Forest ecologist Suzanne Simard gave a fascinating TED Talk describing her research into how trees communicate within the forest system. Her insights got us thinking about ways human teams can be optimized for success.

Trees are active communicators

From above ground, trees appear to exist in independent isolation. They would seem to be competing with one another for sun, shade, and food. But a look underground reveals that trees are social. A single tree can be in communication with 47 nearby ones. They create a network where multiple species communicate, share resources, and protect each other in ways that contribute to the health of the surrounding environment.

Teambuilding lesson: Design communication into the structure of the team and encourage team members to maintain direct links with each member of the team, not just a central figure like a team leader or manager. Research from Harvard Business School shows that effective teams are characterized by multiple overlapping communication channels.

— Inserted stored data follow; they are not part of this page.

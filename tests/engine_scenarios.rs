//! End-to-end calculation scenarios over the public library API

use rust_decimal::Decimal;
use rust_decimal_macros::dec;
use std::fmt::Debug;

use holdings::importers::{load_dataset, parse_dataset};
use holdings::models::{
    AssetType, InvestmentRecord, Month, MonthKeyed, PreciousMetalRecord, RecordSet,
    RecordsByMetalType,
};
use holdings::reports::{
    apply_window, calculate_monthly_profit, calculate_monthly_returns, calculate_overall_returns,
    DisplayWindow, MetalBook, Series, SeriesCache, SeriesKind, TimeDeposit,
};

fn m(s: &str) -> Month {
    s.parse().unwrap()
}

fn stock(date: &str, account: &str, amount: Decimal, snapshot: Decimal) -> InvestmentRecord {
    InvestmentRecord::new(
        format!("{account}-{date}"),
        m(date),
        account,
        AssetType::Stocks,
        amount,
        Some(snapshot),
    )
}

fn fixture(name: &str) -> RecordSet {
    let path = std::path::Path::new(env!("CARGO_MANIFEST_DIR"))
        .join("tests")
        .join("fixtures")
        .join(name);
    load_dataset(path).unwrap().records
}

#[test]
fn simple_three_month_profit_from_fixture() {
    let records = fixture("simple3month.json");
    let series = calculate_monthly_profit(&records.ordinary_records());

    assert_eq!(series.len(), 2);
    assert_eq!(series[0].month, m("2024-01"));
    assert_eq!(series[0].profit, dec!(0));
    assert_eq!(series[1].profit, dec!(-9000));
    assert_eq!(series[1].investment, dec!(10000));
    assert_eq!(series[1].roi, dec!(-0.9));
}

#[test]
fn gap_months_are_skipped_in_both_series() {
    let records = vec![
        stock("2024-01", "A", dec!(100), dec!(100)),
        stock("2024-04", "A", dec!(0), dec!(180)),
        stock("2024-05", "A", dec!(0), dec!(200)),
    ];

    let profit = calculate_monthly_profit(&records);
    assert_eq!(profit.len(), 1);
    assert_eq!(profit[0].month, m("2024-04"));
    assert_eq!(profit[0].profit, dec!(20));

    let returns = calculate_monthly_returns(&records);
    let months: Vec<Month> = returns.iter().map(|e| e.month).collect();
    assert_eq!(months, vec![m("2024-01"), m("2024-05")]);
}

#[test]
fn return_rate_falls_back_to_previous_value() {
    let records = vec![
        stock("2024-01", "A", dec!(1000), dec!(1000)),
        stock("2024-02", "A", dec!(0), dec!(1050)),
    ];
    let returns = calculate_monthly_returns(&records);

    assert_eq!(returns[0].return_rate, dec!(0));
    assert_eq!(returns[1].profit, dec!(50));
    assert_eq!(returns[1].previous_snapshot_value, dec!(1000));
    assert_eq!(returns[1].return_rate, dec!(5));
}

/// Every windowed entry equals the full-history entry for the same month
fn assert_same_as_full<T: MonthKeyed + PartialEq + Debug>(windowed: &[T], full: &[T]) {
    assert!(!windowed.is_empty());
    for entry in windowed {
        let original = full.iter().find(|f| f.month() == entry.month());
        assert_eq!(original, Some(entry), "entry for {} changed", entry.month());
    }
}

#[test]
fn windowed_entries_match_full_history_entries() {
    let records = fixture("blended.json");
    let window = DisplayWindow::new(Some(m("2024-02")), None);
    let mut cache = SeriesCache::new();

    let full_profit = calculate_monthly_profit(&records.ordinary_records());
    match Series::compute(&records, SeriesKind::Profit).windowed(&window) {
        Series::Profit(windowed) => {
            assert_eq!(windowed.len(), full_profit.len() - 1);
            assert_eq!(windowed[0].month, m("2024-02"));
            assert_eq!(windowed[1].profit, dec!(100));
            assert_same_as_full(&windowed, &full_profit);
        }
        other => panic!("unexpected series {:?}", other.kind()),
    }

    let full_returns = calculate_monthly_returns(&records.ordinary_records());
    match cache.get_or_compute(&records, SeriesKind::Returns, window).unwrap() {
        Series::Returns(windowed) => {
            assert_eq!(windowed[0].month, m("2024-02"));
            assert_eq!(windowed[0].previous_snapshot_value, dec!(1000));
            assert_eq!(windowed[1].return_rate, dec!(10));
            assert_same_as_full(&windowed, &full_returns);
        }
        other => panic!("unexpected series {:?}", other.kind()),
    }

    let full_overall = calculate_overall_returns(&records);
    assert!(full_overall[0].month < m("2024-02"));
    match cache.get_or_compute(&records, SeriesKind::Overall, window).unwrap() {
        Series::Overall(windowed) => {
            assert_eq!(windowed[0].month, m("2024-02"));
            assert_eq!(windowed[0].profit, dec!(230));
            assert_same_as_full(&windowed, &full_overall);
        }
        other => panic!("unexpected series {:?}", other.kind()),
    }
}

#[test]
fn truncating_records_before_computing_diverges() {
    // Guards against windowing the input instead of the output: the first
    // snapshot of a truncated chain is treated as a fresh baseline.
    let records = vec![
        stock("2024-01", "A", dec!(1000), dec!(1000)),
        stock("2024-02", "A", dec!(0), dec!(1100)),
        stock("2024-03", "A", dec!(0), dec!(1210)),
    ];
    let window = DisplayWindow::new(Some(m("2024-02")), None);

    let windowed = apply_window(&calculate_monthly_returns(&records), &window);
    let truncated: Vec<_> = records
        .iter()
        .filter(|r| window.contains(r.date))
        .cloned()
        .collect();
    let from_truncated = calculate_monthly_returns(&truncated);

    assert_eq!(windowed[0].profit, dec!(100));
    assert_eq!(windowed[0].return_rate, dec!(10));
    assert_eq!(from_truncated[0].profit, dec!(1100));
    assert_ne!(windowed, from_truncated);
}

#[test]
fn metal_profit_over_two_purchases() {
    let lot = |id: &str, date: &str, price: Decimal| PreciousMetalRecord {
        id: id.to_string(),
        date: m(date),
        metal_type: "gold".to_string(),
        account: "vault".to_string(),
        grams: dec!(10),
        price_per_gram: price,
        average_price: Some(price),
    };
    let mut metals = RecordsByMetalType::new();
    metals.insert(
        "gold".to_string(),
        vec![lot("g1", "2024-01", dec!(500)), lot("g2", "2024-02", dec!(510))],
    );
    let book = MetalBook::new(&metals);

    // 20g at 510 less both purchases
    assert_eq!(book.monthly_profit(m("2024-02")), dec!(100));
    assert_eq!(book.monthly_profit(m("2024-03")), dec!(0));
    assert_eq!(book.market_value(m("2024-03")), dec!(0));
    assert_eq!(book.market_value_forward_filled(m("2024-03")), dec!(10200));
}

#[test]
fn deposit_interest_caps_at_term() {
    let record = InvestmentRecord::time_deposit("td", m("2024-01"), "bank", dec!(12000), 6, dec!(3));
    let deposit = TimeDeposit::from_record(&record).unwrap();

    assert_eq!(deposit.monthly_interest(), dec!(30));
    assert_eq!(deposit.accrued_interest(m("2024-01")), dec!(0));
    assert_eq!(deposit.accrued_interest(m("2024-04")), dec!(90));
    assert_eq!(deposit.accrued_interest(m("2024-07")), dec!(180));
    assert_eq!(deposit.accrued_interest(m("2030-01")), dec!(180));
    assert_eq!(deposit.marginal_interest(m("2024-08")), dec!(0));
}

#[test]
fn overall_blends_fixture_classes() {
    let records = fixture("blended.json");
    let series = calculate_overall_returns(&records);
    let feb = series.iter().find(|e| e.month == m("2024-02")).unwrap();

    assert_eq!(feb.profit, dec!(230));
    assert_eq!(feb.investment, dec!(5100));
    assert_eq!(feb.previous_value, dec!(6000));
}

#[test]
fn asset_type_restriction_keeps_full_history() {
    let json = r#"{"records": {
        "stocks": [
            {"id": "s1", "date": "2024-01", "amount": 100, "snapshot": 100, "account": "A", "assetType": "stocks"},
            {"id": "s2", "date": "2024-02", "amount": 0, "snapshot": 150, "account": "A", "assetType": "stocks"},
            {"id": "s3", "date": "2024-03", "amount": 0, "snapshot": 160, "account": "A", "assetType": "stocks"}
        ],
        "funds": [
            {"id": "f1", "date": "2024-01", "amount": 50, "snapshot": 50, "account": "B", "assetType": "funds"},
            {"id": "f2", "date": "2024-02", "amount": 0, "snapshot": 40, "account": "B", "assetType": "funds"}
        ]
    }}"#;
    let records = parse_dataset(json).unwrap().records;

    let stocks_only = records.restricted_to(&[AssetType::Stocks]);
    let series = calculate_monthly_profit(&stocks_only.ordinary_records());
    assert_eq!(series.len(), 2);
    assert_eq!(series[1].profit, dec!(10));

    let all = calculate_monthly_profit(&records.ordinary_records());
    assert_eq!(all[0].profit, dec!(0));
}

#[test]
fn cache_returns_same_series_until_records_change() {
    let mut records = fixture("simple3month.json");
    let mut cache = SeriesCache::new();
    let window = DisplayWindow::all();

    let first = cache.get_or_compute(&records, SeriesKind::Profit, window).unwrap();
    let second = cache.get_or_compute(&records, SeriesKind::Profit, window).unwrap();
    assert_eq!(first, second);
    assert_eq!(cache.hits(), 1);
    assert_eq!(cache.misses(), 1);

    if let Some(list) = records.records.get_mut(&AssetType::Stocks) {
        list[2].snapshot = Some(dec!(13000));
    }
    let third = cache.get_or_compute(&records, SeriesKind::Profit, window).unwrap();
    assert_eq!(cache.misses(), 2);
    match third {
        Series::Profit(s) => assert_eq!(s[1].profit, dec!(-8000)),
        other => panic!("unexpected series {:?}", other.kind()),
    }
}
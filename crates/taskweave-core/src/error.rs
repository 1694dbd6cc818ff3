//! Core error type for the Taskweave scheduler.
//!
//! Only `Configuration` is ever surfaced as a hard failure (synchronously,
//! when the scheduler is built). Everything else is absorbed during a run:
//! planning errors fall back to a substitute plan, agent and tool errors are
//! captured as messages, and deadlock/cancellation are reported through the
//! response metadata and the `on_error` callback.

#[derive(Debug, thiserror::Error)]
pub enum CoreError {
    #[error("Configuration error: {0}")]
    Configuration(String),

    #[error("Planning error: {0}")]
    Planning(String),

    #[error("Reasoning backend error: {0}")]
    Reasoning(String),

    #[error("Unparsable response: {0}")]
    Interpretation(String),

    #[error("Tool error: {0}")]
    Tool(String),

    #[error("Invalid state transition for agent {agent}: {from} -> {to}")]
    InvalidTransition {
        agent: String,
        from: String,
        to: String,
    },

    #[error("Deadlock timeout: {0}")]
    DeadlockTimeout(String),

    #[error("Execution cancelled: {0}")]
    Cancelled(String),
}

Elder trees lead the community and help their offspring grow  

The survival of the grove is dependent on communication between trees. As in many human social circles, older trees are generally more connected and act as hubs within the network. They are the community orchestrators. This has a nutritional role within the forest system, as elder trees direct the transfer of nutrients through roots and fungi, prioritizing saplings to help them better survive environmental changes.

Teambuilding lesson: Leaders and more-experienced team members who prioritize knowledge transfer and mentoring are making direct contributions to the long-term capabilities of the team.

Trees plan for the future of the forest 

Trees are adept at managing present challenges using an awareness of the needs of the whole forest. To support photosynthesis, trees are able to alter the growth of individual branches to provide neighboring trees better access to sunlight. Upon a beetle attack, trees send warnings through the network to warn other trees. Elder trees can even reduce the size of their root systems to create space for younger trees’ root systems to grow into.

Teambuilding lesson: Teams should simultaneously focus on present challenges and longer-term goals. Effective teams use systems thinking to understand how current challenges are linked to longer-term goals.

For trees as for people, collaboration wins. Who knew that the whisper you hear when the wind blows through the forest was teambuilding advice?